Math python question

[Phro0244]

Hello, I'm new to this forum and I have a question. for those who are interested.
If i have a list of number ex: N=[1,2,3,4] and that I also have a list of numbers that cannot be together ex: P=[(1,2),(2,3),(3,4)] is it possible to make a cheap algorithm that won't test all the possible combinations to find a combination that works?

thanks for any response

Phil

 

[menator01]

The question is vague. Can you give an example?

 

[WhiteCube]

An interesting problem. Thanks for that.

If you want to select r numbers, the common sense approach is, every iteration, choose the number that has the least amount of restrictions.

I think of it as a graph, so I can easily test cases on paper.

A number is a vertex.

A "numbers that cannot be together" is an edge connecting two vertices.

The degree is the number of edges at a vertex.

When you gain one number for your combination, you lose the adjacent numbers.

conjecture: The common sense approach will produce the maximum possible combination.

I can not prove or disprove the conjecture now. This kind of problem takes me weeks.

pseudocode: select r numbers

count = 0
combination = []
WHILE count < r AND NOT(graph is empty)
  x = any vertex with the lowest degree
  count += 1
  append x's number to combination
  delete x and all vertices adjacent to x

IF count < r
  r was impossible

 

[Phro0244]

The question is vague. Can you give an example?

Yes,
so here we have a program that tests all possible combinations and gives you the possible conbinations

set = []

N = [1,2,3,4]

n = len(N)

for i in range(0,len(N)-1):

    n-=1

    E = N[i]

    for i in range(-n,0):

        X = (E,N[i])

        set .append(X)

Ep = [(1,2),(2,3),(1,4)]

for i in range(len(Ep)):

    if Ep[i] in set :

        set .remove(Ep[i])

print(set)

My question is it possible to arrive at the same result but without testing all the possibilities?

 

[Phro0244]

An interesting problem. Thanks for that.

If you want to select r numbers, the common sense approach is, every iteration, choose the number that has the least amount of restrictions.

I think of it as a graph, so I can easily test cases on paper.

A number is a vertex.

A "numbers that cannot be together" is an edge connecting two vertices.

The degree is the number of edges at a vertex.

When you gain one number for your combination, you lose the adjacent numbers.

conjecture: The common sense approach will produce the maximum possible combination.

I can not prove or disprove the conjecture now. This kind of problem takes me weeks.

pseudocode: select r numbers

count = 0
combination = []
WHILE count < r AND NOT(graph is empty)
  x = any vertex with the lowest degree
  count += 1
  append x's number to combination
  delete x and all vertices adjacent to x

IF count < r
  r was impossible

Thank you for your reply!
But...
How much iteration will it need?
And how to represent edge and vertices in python?

 

[WhiteCube]

I am assuming that P is always a list of number "pairs", and not a list of unwanted combinations. That assumption makes a difference when the combination size is not 2.

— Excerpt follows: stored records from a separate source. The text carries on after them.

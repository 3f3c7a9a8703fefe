use binary_layout::Field;
use anyhow::Result;

use super::super::{
    layout::{node, NodeLayout},
    DataNodeStore,
};
use super::{
    data_inner_node::{self, DataInnerNode},
    data_leaf_node::DataLeafNode,
};
use blocktree_blockstore::{Block, BlockId, BlockStore};
use blocktree_utils::data::{Data, ZeroedData};

#[derive(Debug)]
pub enum DataNode<B: BlockStore + Send + Sync + 'static> {
    Inner(DataInnerNode<B>),
    Leaf(DataLeafNode<B>),
}

impl<B: BlockStore + Send + Sync + 'static> DataNode<B> {
    /// Decide from the stored depth whether the block is a leaf or an inner node.
    /// Anything that doesn't look like a node is reported as [crate::NodeError::Corrupt].
    pub fn parse(block: Block<B>, layout: &NodeLayout) -> Result<Self> {
        // Blocks too short to have a depth field are rejected by the leaf's size check
        let depth = block
            .data()
            .get(node::depth::OFFSET)
            .copied()
            .unwrap_or(0);
        if depth == 0 {
            Ok(DataNode::Leaf(DataLeafNode::new(block, layout)?))
        } else {
            Ok(DataNode::Inner(DataInnerNode::new(block, layout)?))
        }
    }

    pub fn depth(&self) -> u8 {
        match self {
            Self::Leaf(_) => 0,
            Self::Inner(inner) => inner.depth().get(),
        }
    }

    pub fn block_id(&self) -> &BlockId {
        match self {
            Self::Leaf(leaf) => leaf.block_id(),
            Self::Inner(inner) => inner.block_id(),
        }
    }

    pub fn as_leaf(&self) -> Option<&DataLeafNode<B>> {
        match self {
            Self::Leaf(leaf) => Some(leaf),
            Self::Inner(_) => None,
        }
    }

    pub fn as_inner(&self) -> Option<&DataInnerNode<B>> {
        match self {
            Self::Leaf(_) => None,
            Self::Inner(inner) => Some(inner),
        }
    }

    pub(in super::super) fn raw_blockdata(&self) -> &Data {
        match self {
            Self::Leaf(leaf) => leaf.raw_blockdata(),
            Self::Inner(inner) => inner.raw_blockdata(),
        }
    }

    pub async fn remove(self, node_store: &DataNodeStore<B>) -> Result<()> {
        node_store.block_store.remove_block(self._into_block()).await
    }

    pub async fn flush(&mut self, node_store: &DataNodeStore<B>) -> Result<()> {
        node_store.block_store.flush_block(self.as_block_mut()).await
    }

    fn _into_block(self) -> Block<B> {
        match self {
            Self::Leaf(leaf) => leaf.into_block(),
            Self::Inner(inner) => inner.into_block(),
        }
    }

    pub(in super::super) fn as_block_mut(&mut self) -> &mut Block<B> {
        match self {
            Self::Leaf(leaf) => leaf.as_block_mut(),
            Self::Inner(inner) => inner.as_block_mut(),
        }
    }

    /// Reuse this node's block for an inner node with `first_child` as its only child.
    ///
    /// The previous content of the block is lost, so the caller has to have copied it
    /// somewhere (usually into `first_child`) before.
    pub fn convert_to_new_inner_node(
        self,
        first_child: &DataNode<B>,
        layout: &NodeLayout,
    ) -> Result<DataInnerNode<B>> {
        let depth = first_child.depth() + 1;
        let children = [*first_child.block_id()];
        data_inner_node::check_new_inner_node(depth, &children, layout)?;
        let mut block = self._into_block();
        let block_data: ZeroedData<&mut Data> = ZeroedData::fill_with_zeroes(block.data_mut());
        data_inner_node::initialize_inner_node(depth, &children, layout, block_data);
        DataInnerNode::new(block, layout)
    }

    /// Replace this node's block content with a byte copy of `source`, keeping this node's id.
    pub fn overwrite_node_with(
        self,
        source: &DataNode<B>,
        layout: &NodeLayout,
    ) -> Result<DataNode<B>> {
        let mut block = self._into_block();
        let dest_data = block.data_mut();
        let source_data = source.raw_blockdata();
        assert_eq!(
            layout.block_size_bytes as usize,
            source_data.len(),
            "Source block has {} bytes but the layout expects {}",
            source_data.len(),
            layout.block_size_bytes
        );
        assert_eq!(
            layout.block_size_bytes as usize,
            dest_data.len(),
            "Destination block has {} bytes but the layout expects {}",
            dest_data.len(),
            layout.block_size_bytes
        );
        dest_data.copy_from_slice(source_data);
        DataNode::parse(block, layout)
    }
}

#[cfg(test)]
mod tests {
    #![allow(non_snake_case)]

    use super::super::super::error::{assert_node_error, NodeError};
    use super::super::super::testutils::*;
    use super::*;
    use blocktree_blockstore::BLOCKID_LEN;

    mod parse {
        use super::*;

        #[tokio::test]
        async fn leaf() {
            with_nodestore(|nodestore| {
                Box::pin(async move {
                    let node_id = *new_full_leaf_node(nodestore).await.block_id();
                    let node = load_node(nodestore, node_id).await;
                    assert_eq!(0, node.depth());
                    assert!(node.as_leaf().is_some());
                    assert!(node.as_inner().is_none());
                })
            })
            .await;
        }

        #[tokio::test]
        async fn inner() {
            with_nodestore(|nodestore| {
                Box::pin(async move {
                    let node_id = *new_inner_node(nodestore).await.block_id();
                    let node = load_node(nodestore, node_id).await;
                    assert_eq!(1, node.depth());
                    assert!(node.as_leaf().is_none());
                    assert_eq!(2, node.as_inner().unwrap().num_children().get());
                })
            })
            .await;
        }

        #[tokio::test]
        async fn garbage_block_is_corrupt() {
            with_nodestore(|nodestore| {
                Box::pin(async move {
                    let node_id = *new_inner_node(nodestore).await.block_id();
                    nodestore
                        .block_store
                        .overwrite(&node_id, &vec![0xFF; PHYSICAL_BLOCK_SIZE_BYTES as usize].into())
                        .await
                        .unwrap();

                    let err = nodestore.load(node_id).await.unwrap_err();
                    match err.downcast_ref::<NodeError>() {
                        Some(NodeError::Corrupt { node_id: id, .. }) => assert_eq!(node_id, *id),
                        _ => panic!("Expected a Corrupt error but got {:?}", err),
                    }
                })
            })
            .await;
        }

        #[tokio::test]
        async fn truncated_block_is_corrupt() {
            with_nodestore(|nodestore| {
                Box::pin(async move {
                    let node_id = *new_full_leaf_node(nodestore).await.block_id();
                    nodestore
                        .block_store
                        .overwrite(&node_id, &data_fixture(5, 0))
                        .await
                        .unwrap();

                    assert_node_error(
                        NodeError::corrupt(node_id, "Loaded block of size 5 but expected 1024"),
                        nodestore.load(node_id).await.unwrap_err(),
                    );
                })
            })
            .await;
        }
    }

    mod block_id {
        use super::*;

        #[tokio::test]
        async fn loadedLeaf_hasCorrectId() {
            with_nodestore(|nodestore| {
                Box::pin(async move {
                    let node_id = *new_full_leaf_node(nodestore).await.block_id();
                    assert_eq!(node_id, *load_node(nodestore, node_id).await.block_id());
                })
            })
            .await;
        }

        #[tokio::test]
        async fn loadedInner_hasCorrectId() {
            with_nodestore(|nodestore| {
                Box::pin(async move {
                    let node_id = *new_inner_node(nodestore).await.block_id();
                    assert_eq!(node_id, *load_node(nodestore, node_id).await.block_id());
                })
            })
            .await;
        }
    }

    mod remove {
        use super::*;

        #[tokio::test]
        async fn removedNode_isGone() {
            with_nodestore(|nodestore| {
                Box::pin(async move {
                    let node = new_full_leaf_node(nodestore).await.upcast();
                    let node_id = *node.block_id();
                    let other_id = *new_full_leaf_node(nodestore).await.block_id();

                    node.remove(nodestore).await.unwrap();

                    assert!(nodestore.try_load(node_id).await.unwrap().is_none());
                    assert!(nodestore.try_load(other_id).await.unwrap().is_some());
                    assert_eq!(1, nodestore.num_nodes().await.unwrap());
                })
            })
            .await;
        }
    }

    mod convert_to_new_inner_node {
        use super::*;

        #[tokio::test]
        async fn fromLeaf() {
            with_nodestore(|nodestore| {
                Box::pin(async move {
                    let node = new_full_leaf_node(nodestore).await.upcast();
                    let node_id = *node.block_id();
                    let first_child = new_full_leaf_node(nodestore).await.upcast();

                    let converted = node
                        .convert_to_new_inner_node(&first_child, nodestore.layout())
                        .unwrap();
                    assert_eq!(node_id, *converted.block_id());
                    assert_eq!(1, converted.depth().get());
                    assert_eq!(
                        vec![*first_child.block_id()],
                        converted.children().collect::<Vec<_>>()
                    );
                    drop(converted);
                    drop(first_child);
                    nodestore.clear_cache().await.unwrap();

                    let loaded = load_inner_node(nodestore, node_id).await;
                    assert_eq!(1, loaded.depth().get());
                    assert_eq!(1, loaded.num_children().get());
                    let used_end = NodeLayout::header_len() + BLOCKID_LEN;
                    assert!(loaded.raw_blockdata()[used_end..].iter().all(|b| *b == 0));
                })
            })
            .await;
        }

        #[tokio::test]
        async fn fromInner() {
            with_nodestore(|nodestore| {
                Box::pin(async move {
                    let node = new_full_inner_node(nodestore).await.upcast();
                    let node_id = *node.block_id();
                    let first_child = new_inner_node(nodestore).await.upcast();

                    let converted = node
                        .convert_to_new_inner_node(&first_child, nodestore.layout())
                        .unwrap();
                    assert_eq!(node_id, *converted.block_id());
                    assert_eq!(2, converted.depth().get());
                    assert_eq!(*first_child.block_id(), converted.read_last_child());
                })
            })
            .await;
        }
    }

    mod overwrite_node_with {
        use super::*;

        #[tokio::test]
        async fn leafWithInner() {
            with_nodestore(|nodestore| {
                Box::pin(async move {
                    let dest = new_full_leaf_node(nodestore).await.upcast();
                    let dest_id = *dest.block_id();
                    let source = new_inner_node(nodestore).await.upcast();

                    let result = dest
                        .overwrite_node_with(&source, nodestore.layout())
                        .unwrap();

                    assert_eq!(dest_id, *result.block_id());
                    assert_eq!(1, result.depth());
                    assert_eq!(source.raw_blockdata(), result.raw_blockdata());
                })
            })
            .await;
        }

        #[tokio::test]
        async fn innerWithLeaf() {
            with_nodestore(|nodestore| {
                Box::pin(async move {
                    let dest = new_inner_node(nodestore).await.upcast();
                    let dest_id = *dest.block_id();
                    let source = nodestore
                        .create_new_leaf_node(&half_full_leaf_data(3))
                        .await
                        .unwrap()
                        .upcast();

                    let result = dest
                        .overwrite_node_with(&source, nodestore.layout())
                        .unwrap();
                    drop(result);
                    drop(source);
                    nodestore.clear_cache().await.unwrap();

                    let loaded = load_leaf_node(nodestore, dest_id).await;
                    assert_eq!(&half_full_leaf_data(3)[..], loaded.data());
                })
            })
            .await;
        }
    }
}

If P is a list of unwanted combinations, my suggestion does not apply.

If the combination size is always 2, there is a very simple way to solve your problem. A two dimensional array.

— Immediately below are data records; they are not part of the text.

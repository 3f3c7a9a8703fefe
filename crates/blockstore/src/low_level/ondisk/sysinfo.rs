use anyhow::{ensure, Result};
use std::path::Path;

/// Free space in bytes on the file system containing `path`, as far as unprivileged users can use it.
pub fn get_available_disk_space(path: &Path) -> Result<u64> {
    get_available_disk_space_impl(path)
}

#[cfg(unix)]
fn to_cpath(path: &Path) -> Vec<u8> {
    use std::ffi::OsStr;
    use std::os::unix::ffi::OsStrExt;

    let path_os: &OsStr = path.as_ref();
    let mut cpath = path_os.as_bytes().to_vec();
    cpath.push(0);
    cpath
}

#[cfg(any(target_os = "linux", target_os = "android"))]
fn get_available_disk_space_impl(path: &Path) -> Result<u64> {
    use libc::statvfs64;

    let cpath = to_cpath(path);
    let (stat, retval) = unsafe {
        let mut stat: statvfs64 = std::mem::zeroed();
        let retval = statvfs64(cpath.as_ptr() as *const _, &mut stat);
        (stat, retval)
    };
    ensure!(0 == retval, errno::errno());
    #[allow(clippy::useless_conversion)]
    Ok(u64::from(stat.f_bsize) * u64::from(stat.f_bavail))
}

// statfs is 64bit on Apple platforms
#[cfg(any(target_os = "macos", target_os = "ios"))]
fn get_available_disk_space_impl(path: &Path) -> Result<u64> {
    use libc::statfs;

    let cpath = to_cpath(path);
    let (stat, retval) = unsafe {
        let mut stat: statfs = std::mem::zeroed();
        let retval = statfs(cpath.as_ptr() as *const _, &mut stat);
        (stat, retval)
    };
    ensure!(0 == retval, errno::errno());
    Ok(u64::from(stat.f_bsize) * u64::from(stat.f_bavail))
}

#[cfg(not(any(
    target_os = "linux",
    target_os = "android",
    target_os = "macos",
    target_os = "ios"
)))]
fn get_available_disk_space_impl(path: &Path) -> Result<u64> {
    anyhow::bail!(
        "Querying free disk space for {} isn't supported on this platform",
        path.display()
    )
}

#[cfg(all(test, any(target_os = "linux", target_os = "android", target_os = "macos", target_os = "ios")))]
mod tests {
    use super::*;
    use tempdir::TempDir;

    #[test]
    fn given_existing_path_when_querying_available_disk_space_then_succeeds() {
        let tempdir = TempDir::new("").unwrap();
        let size = get_available_disk_space(tempdir.path()).unwrap();
        assert!(size > 0, "Expect size to be larger than zero");
    }

    #[test]
    fn given_nonexisting_path_when_querying_available_disk_space_then_fails() {
        let tempdir = TempDir::new("").unwrap();
        let path = tempdir.path().join("notexisting");
        let error = get_available_disk_space(&path)
            .unwrap_err()
            .downcast::<errno::Errno>()
            .unwrap();
        const ERRNO_ENOENT: i32 = 2;
        assert_eq!(errno::Errno(ERRNO_ENOENT), error);
    }
}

Iterations, for a combination of size r:

r main loops,

an inner loop thru P to find the number that occurs the least (x),

a second inner loop thru P to delete any number in N that is paired with x.

Roughly r * 2 * len(P) iterations.

 

[Phro0244]

I am assuming that P is always a list of number "pairs", and not a list of unwanted combinations. That assumption makes a difference when the combination size is not 2.

If P is a list of unwanted combinations, my suggestion does not apply.

If the combination size is always 2, there is a very simple way to solve your problem. A two dimensional array.

Iterations, for a combination of size r:

r main loops,

an inner loop thru P to find the number that occurs the least (x),

a second inner loop thru P to delete any number in N that is paired with x.

Roughly r * 2 * len(P) iterations.

Yes, indeed its always pairs of 2 thank you for your answer

 

[WhiteCube]

I'm completely wrong.

There is no simple way to find a valid combination.

Viewing the problem as a graph, with the numbers being vertices, and valid pairs being edges.

The worst-case is finding the largest combination, which is the same as the longest simple path, which is NP-hard.

"Longest path problem" - Wikipedia.

 

[WhiteCube]

No, that's not right.
Back to the drawing board.

 

[thugbunny]

One approach could be to represent the problem as a graph, where the numbers in N are nodes and the pairs in P are edges. Then, you can use a graph traversal algorithm to find a path that visits all the nodes without visiting any of the edges.

Here’s an example implementation in Python:

from collections import defaultdict

def find_valid_combination(N, P):
    # Create a graph where nodes are numbers in N and edges are pairs in P
    graph = defaultdict(set)
    for a, b in P:
        graph[a].add(b)
        graph[b].add(a)

    # Find a path that visits all nodes without visiting any edges
    path = []
    def dfs(node, visited):
        if len(visited) == len(N):
            return True
        for neighbor in N:
            if neighbor not in visited and neighbor not in graph[node]:
                visited.add(neighbor)
                path.append(neighbor)
                if dfs(neighbor, visited):
                    return True
                visited.remove(neighbor)
                path.pop()
        return False

    for node in N:
        if dfs(node, {node}):
            path.insert(0, node)
            return path
    return None

N = [1, 2, 3, 4]
P = [(1, 2), (2, 3), (3, 4)]
print(find_valid_combination(N, P))

 

[Phro0244]

Thank you for all the good answers!